▸ **Directions**: Would you please write out each entry precisely as given?
Start of Exercise material
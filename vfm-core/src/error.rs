//! VFM错误定义

use thiserror::Error;

#[derive(Debug, Clone, PartialEq, Eq, Error)]
pub enum VfmError {
    /// 数组维度或长度不符合5515字的行布局
    #[error("Shape error: {0}")]
    Shape(String),
    /// 不支持的特征名
    #[error("Unsupported feature: {0}")]
    UnsupportedFeature(String),
}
End of Exercise material
▸ **Solution below**:
filename vfm-core/src/error.rs
//! VFM错误定义

use thiserror::Error;

#[derive(Debug, Clone, PartialEq, Eq, Error)]
pub enum VfmError {
    /// 数组维度或长度不符合5515字的行布局
    #[error("Shape error: {0}")]
    Shape(String),
    /// 不支持的特征名
    #[error("Unsupported feature: {0}")]
    UnsupportedFeature(String),
}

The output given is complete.